### EXTRACTED ENTRIES
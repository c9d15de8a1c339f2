//! Transcoders for the single-byte character sets: ISO 646, JIS X 0201, the
//! ISO 8859 family, KOI8 and the Windows code pages.

use crate::internal::lookup_table::{CompressedTable, ReverseTable, RCHAR};
use crate::internal::tables;
use crate::internal::utf8::{self, BadCharMode};
use crate::internal::utils;
use crate::CharacterSet;

/// Decodes a single-byte character set through its forward table. Character
/// sets without a table of their own fall back to the ASCII table.
///
pub(crate) fn single_byte_to_utf8(
  cs: CharacterSet,
  text: &[u8],
  out: &mut Vec<u8>,
  mode: BadCharMode,
) -> usize {
  let table =
    CompressedTable::new(tables::forward(cs).unwrap_or(tables::ISO_IR_6));

  let mut errpos = None;
  for (i, &byte) in text.iter().enumerate() {
    let code = table.get(byte as u16);
    if code == RCHAR {
      errpos = errpos.or(Some(i));
      utf8::append_bad_chars(&text[i..i + 1], out, mode);
    } else {
      utf8::append_code_point(code as u32, out);
    }
  }

  errpos.unwrap_or(text.len())
}

/// Encodes UTF-8 to a single-byte character set through its reverse table,
/// falling back to the last-chance substitutions for unmappable characters.
///
pub(crate) fn utf8_to_single_byte(
  cs: CharacterSet,
  text: &[u8],
  out: &mut Vec<u8>,
) -> usize {
  let table =
    ReverseTable::new(tables::reverse(cs).unwrap_or(tables::ISO_IR_6_R));

  let mut errpos = None;
  let mut pos = 0;
  while pos < text.len() {
    let lastpos = pos;
    let code = utf8::next_code_point(text, &mut pos);
    let t = table.get(code);
    if t < RCHAR {
      out.push(t as u8);
    } else if !utils::last_chance_conversion(text, lastpos, out) {
      errpos = errpos.or(Some(lastpos));
    }
  }

  errpos.unwrap_or(text.len())
}

/// Decodes an ISO 8859 character set, allowing the Windows code page
/// extensions for codes 0x80 to 0x9F where strings are commonly mislabeled:
/// CP1252 for Latin-1, CP1254 for Latin-5 and CP874 for TIS-620.
///
pub(crate) fn iso_8859_to_utf8(
  cs: CharacterSet,
  text: &[u8],
  out: &mut Vec<u8>,
  mode: BadCharMode,
) -> usize {
  static WINCODES: [u16; 32] = [
    0x20AC, 0xFFFD, 0x201A, 0x0192, 0x201E, 0x2026, 0x2020, 0x2021, 0x02C6,
    0x2030, 0x0160, 0x2039, 0x0152, 0xFFFD, 0x017D, 0xFFFD, 0xFFFD, 0x2018,
    0x2019, 0x201C, 0x201D, 0x2022, 0x2013, 0x2014, 0x02DC, 0x2122, 0x0161,
    0x203A, 0x0153, 0xFFFD, 0x017E, 0x0178,
  ];

  // bitfield selecting which of the 32 codes apply for this key
  let wincodes_used: u32 = match cs {
    CharacterSet::ISO_IR_100 => 0xDFFE5FFD,
    CharacterSet::ISO_IR_148 => 0x9FFE1FFD,
    CharacterSet::ISO_IR_166 => 0x00FE0021,
    _ => 0,
  };

  let table =
    CompressedTable::new(tables::forward(cs).unwrap_or(tables::ISO_IR_6));

  let mut errpos = None;
  for (i, &byte) in text.iter().enumerate() {
    if byte <= 0x7F {
      out.push(byte);
      continue;
    }

    let mut code = table.get(byte as u16);
    if byte < 0xA0 {
      let bit = byte - 0x80;
      if (1u32 << bit) & wincodes_used != 0 {
        code = WINCODES[bit as usize];
      }
    }

    if code == RCHAR {
      errpos = errpos.or(Some(i));
      utf8::append_bad_chars(&text[i..i + 1], out, mode);
    } else {
      utf8::append_code_point(code as u32, out);
    }
  }

  errpos.unwrap_or(text.len())
}

#[cfg(test)]
mod tests {
  use super::*;

  fn decode(cs: CharacterSet, text: &[u8]) -> (String, usize) {
    let mut out = Vec::new();
    let err = single_byte_to_utf8(cs, text, &mut out, BadCharMode::Replace);
    (utf8::into_string(out), err)
  }

  fn decode_8859(cs: CharacterSet, text: &[u8]) -> (String, usize) {
    let mut out = Vec::new();
    let err = iso_8859_to_utf8(cs, text, &mut out, BadCharMode::Replace);
    (utf8::into_string(out), err)
  }

  fn encode(cs: CharacterSet, text: &str) -> (Vec<u8>, usize) {
    let mut out = Vec::new();
    let err = utf8_to_single_byte(cs, text.as_bytes(), &mut out);
    (out, err)
  }

  #[test]
  fn latin_decode_test() {
    assert_eq!(
      decode_8859(CharacterSet::ISO_IR_100, &[0x48, 0xE9, 0x6C, 0x6C, 0x6F]),
      ("Héllo".to_string(), 5)
    );
    assert_eq!(
      decode_8859(CharacterSet::ISO_IR_101, &[0x57, 0x61, 0xB3, 0xEA]),
      ("Wałę".to_string(), 4)
    );
    assert_eq!(
      decode_8859(CharacterSet::ISO_IR_144, &[0xBB, 0xEE, 0xDA]),
      ("Люк".to_string(), 3)
    );
  }

  #[test]
  fn windows_extension_decode_test() {
    // 0x80 is the euro sign under the CP1252 overlay for Latin-1
    assert_eq!(
      decode_8859(CharacterSet::ISO_IR_100, &[0x80]),
      ("€".to_string(), 1)
    );
    // 0x81 is not part of CP1252 and stays a C1 control
    assert_eq!(
      decode_8859(CharacterSet::ISO_IR_100, &[0x81]),
      ("\u{81}".to_string(), 1)
    );
    // the CP874 overlay for TIS-620 has the euro and the ellipsis
    assert_eq!(
      decode_8859(CharacterSet::ISO_IR_166, &[0x80, 0x85]),
      ("€…".to_string(), 2)
    );
  }

  #[test]
  fn jis_x_0201_decode_test() {
    // yen sign and macron replace backslash and tilde
    assert_eq!(
      decode(CharacterSet::ISO_IR_13, &[0x5C, 0x7E]),
      ("¥‾".to_string(), 2)
    );
    assert_eq!(
      decode(CharacterSet::ISO_IR_13, &[0xD4, 0xCF, 0xC0, 0xDE]),
      ("ﾔﾏﾀﾞ".to_string(), 4)
    );
    // 0x80 to 0xA0 are unassigned
    assert_eq!(
      decode(CharacterSet::ISO_IR_13, &[0x41, 0x80]),
      ("A\u{FFFD}".to_string(), 1)
    );
  }

  #[test]
  fn single_byte_encode_test() {
    assert_eq!(
      encode(CharacterSet::ISO_IR_100, "Héllo"),
      (vec![0x48, 0xE9, 0x6C, 0x6C, 0x6F], 6)
    );
    assert_eq!(
      encode(CharacterSet::ISO_IR_144, "Люк"),
      (vec![0xBB, 0xEE, 0xDA], 6)
    );
    // unmappable characters go through the last-chance substitutions
    assert_eq!(
      encode(CharacterSet::ISO_IR_100, "a\u{201C}b\u{201D}"),
      (b"a\"b\"".to_vec(), 8)
    );
    // and otherwise produce a question mark plus the error offset
    assert_eq!(encode(CharacterSet::ISO_IR_100, "aΩ"), (b"a?".to_vec(), 1));
  }

  #[test]
  fn unknown_key_falls_back_to_ascii_test() {
    assert_eq!(
      decode(CharacterSet::UNKNOWN, &[0x41, 0xE9]),
      ("A\u{FFFD}".to_string(), 1)
    );
  }
}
######
◆ WHAT TO WORK ON:
Each line of the data must be set down again as it is.

◆ SOLUTION FOR THIS EXERCISE:
repository c9d15de8a1c339f2
//! Transcoders for the single-byte character sets: ISO 646, JIS X 0201, the
//! ISO 8859 family, KOI8 and the Windows code pages.

use crate::internal::lookup_table::{CompressedTable, ReverseTable, RCHAR};
use crate::internal::tables;
use crate::internal::utf8::{self, BadCharMode};
use crate::internal::utils;
use crate::CharacterSet;

/// Decodes a single-byte character set through its forward table. Character
/// sets without a table of their own fall back to the ASCII table.
///
pub(crate) fn single_byte_to_utf8(
  cs: CharacterSet,
  text: &[u8],
  out: &mut Vec<u8>,
  mode: BadCharMode,
) -> usize {
  let table =
    CompressedTable::new(tables::forward(cs).unwrap_or(tables::ISO_IR_6));

  let mut errpos = None;
  for (i, &byte) in text.iter().enumerate() {
    let code = table.get(byte as u16);
    if code == RCHAR {
      errpos = errpos.or(Some(i));
      utf8::append_bad_chars(&text[i..i + 1], out, mode);
    } else {
      utf8::append_code_point(code as u32, out);
    }
  }

  errpos.unwrap_or(text.len())
}

/// Encodes UTF-8 to a single-byte character set through its reverse table,
/// falling back to the last-chance substitutions for unmappable characters.
///
pub(crate) fn utf8_to_single_byte(
  cs: CharacterSet,
  text: &[u8],
  out: &mut Vec<u8>,
) -> usize {
  let table =
    ReverseTable::new(tables::reverse(cs).unwrap_or(tables::ISO_IR_6_R));

  let mut errpos = None;
  let mut pos = 0;
  while pos < text.len() {
    let lastpos = pos;
    let code = utf8::next_code_point(text, &mut pos);
    let t = table.get(code);
    if t < RCHAR {
      out.push(t as u8);
    } else if !utils::last_chance_conversion(text, lastpos, out) {
      errpos = errpos.or(Some(lastpos));
    }
  }

  errpos.unwrap_or(text.len())
}

/// Decodes an ISO 8859 character set, allowing the Windows code page
/// extensions for codes 0x80 to 0x9F where strings are commonly mislabeled:
/// CP1252 for Latin-1, CP1254 for Latin-5 and CP874 for TIS-620.
///
pub(crate) fn iso_8859_to_utf8(
  cs: CharacterSet,
  text: &[u8],
  out: &mut Vec<u8>,
  mode: BadCharMode,
) -> usize {
  static WINCODES: [u16; 32] = [
    0x20AC, 0xFFFD, 0x201A, 0x0192, 0x201E, 0x2026, 0x2020, 0x2021, 0x02C6,
    0x2030, 0x0160, 0x2039, 0x0152, 0xFFFD, 0x017D, 0xFFFD, 0xFFFD, 0x2018,
    0x2019, 0x201C, 0x201D, 0x2022, 0x2013, 0x2014, 0x02DC, 0x2122, 0x0161,
    0x203A, 0x0153, 0xFFFD, 0x017E, 0x0178,
  ];

  // bitfield selecting which of the 32 codes apply for this key
  let wincodes_used: u32 = match cs {
    CharacterSet::ISO_IR_100 => 0xDFFE5FFD,
    CharacterSet::ISO_IR_148 => 0x9FFE1FFD,
    CharacterSet::ISO_IR_166 => 0x00FE0021,
    _ => 0,
  };

  let table =
    CompressedTable::new(tables::forward(cs).unwrap_or(tables::ISO_IR_6));

  let mut errpos = None;
  for (i, &byte) in text.iter().enumerate() {
    if byte <= 0x7F {
      out.push(byte);
      continue;
    }

    let mut code = table.get(byte as u16);
    if byte < 0xA0 {
      let bit = byte - 0x80;
      if (1u32 << bit) & wincodes_used != 0 {
        code = WINCODES[bit as usize];
      }
    }

    if code == RCHAR {
      errpos = errpos.or(Some(i));
      utf8::append_bad_chars(&text[i..i + 1], out, mode);
    } else {
      utf8::append_code_point(code as u32, out);
    }
  }

  errpos.unwrap_or(text.len())
}

#[cfg(test)]
mod tests {
  use super::*;

  fn decode(cs: CharacterSet, text: &[u8]) -> (String, usize) {
    let mut out = Vec::new();
    let err = single_byte_to_utf8(cs, text, &mut out, BadCharMode::Replace);
    (utf8::into_string(out), err)
  }

  fn decode_8859(cs: CharacterSet, text: &[u8]) -> (String, usize) {
    let mut out = Vec::new();
    let err = iso_8859_to_utf8(cs, text, &mut out, BadCharMode::Replace);
    (utf8::into_string(out), err)
  }

  fn encode(cs: CharacterSet, text: &str) -> (Vec<u8>, usize) {
    let mut out = Vec::new();
    let err = utf8_to_single_byte(cs, text.as_bytes(), &mut out);
    (out, err)
  }

  #[test]
  fn latin_decode_test() {
    assert_eq!(
      decode_8859(CharacterSet::ISO_IR_100, &[0x48, 0xE9, 0x6C, 0x6C, 0x6F]),
      ("Héllo".to_string(), 5)
    );
    assert_eq!(
      decode_8859(CharacterSet::ISO_IR_101, &[0x57, 0x61, 0xB3, 0xEA]),
      ("Wałę".to_string(), 4)
    );
    assert_eq!(
      decode_8859(CharacterSet::ISO_IR_144, &[0xBB, 0xEE, 0xDA]),
      ("Люк".to_string(), 3)
    );
  }

  #[test]
  fn windows_extension_decode_test() {
    // 0x80 is the euro sign under the CP1252 overlay for Latin-1
    assert_eq!(
      decode_8859(CharacterSet::ISO_IR_100, &[0x80]),
      ("€".to_string(), 1)
    );
    // 0x81 is not part of CP1252 and stays a C1 control
    assert_eq!(
      decode_8859(CharacterSet::ISO_IR_100, &[0x81]),
      ("\u{81}".to_string(), 1)
    );
    // the CP874 overlay for TIS-620 has the euro and the ellipsis
    assert_eq!(
      decode_8859(CharacterSet::ISO_IR_166, &[0x80, 0x85]),
      ("€…".to_string(), 2)
    );
  }

  #[test]
  fn jis_x_0201_decode_test() {
    // yen sign and macron replace backslash and tilde
    assert_eq!(
      decode(CharacterSet::ISO_IR_13, &[0x5C, 0x7E]),
      ("¥‾".to_string(), 2)
    );
    assert_eq!(
      decode(CharacterSet::ISO_IR_13, &[0xD4, 0xCF, 0xC0, 0xDE]),
      ("ﾔﾏﾀﾞ".to_string(), 4)
    );
    // 0x80 to 0xA0 are unassigned
    assert_eq!(
      decode(CharacterSet::ISO_IR_13, &[0x41, 0x80]),
      ("A\u{FFFD}".to_string(), 1)
    );
  }

  #[test]
  fn single_byte_encode_test() {
    assert_eq!(
      encode(CharacterSet::ISO_IR_100, "Héllo"),
      (vec![0x48, 0xE9, 0x6C, 0x6C, 0x6F], 6)
    );
    assert_eq!(
      encode(CharacterSet::ISO_IR_144, "Люк"),
      (vec![0xBB, 0xEE, 0xDA], 6)
    );
    // unmappable characters go through the last-chance substitutions
    assert_eq!(
      encode(CharacterSet::ISO_IR_100, "a\u{201C}b\u{201D}"),
      (b"a\"b\"".to_vec(), 8)
    );
    // and otherwise produce a question mark plus the error offset
    assert_eq!(encode(CharacterSet::ISO_IR_100, "aΩ"), (b"a?".to_vec(), 1));
  }

  #[test]
  fn unknown_key_falls_back_to_ascii_test() {
    assert_eq!(
      decode(CharacterSet::UNKNOWN, &[0x41, 0xE9]),
      ("A\u{FFFD}".to_string(), 1)
    );
  }
}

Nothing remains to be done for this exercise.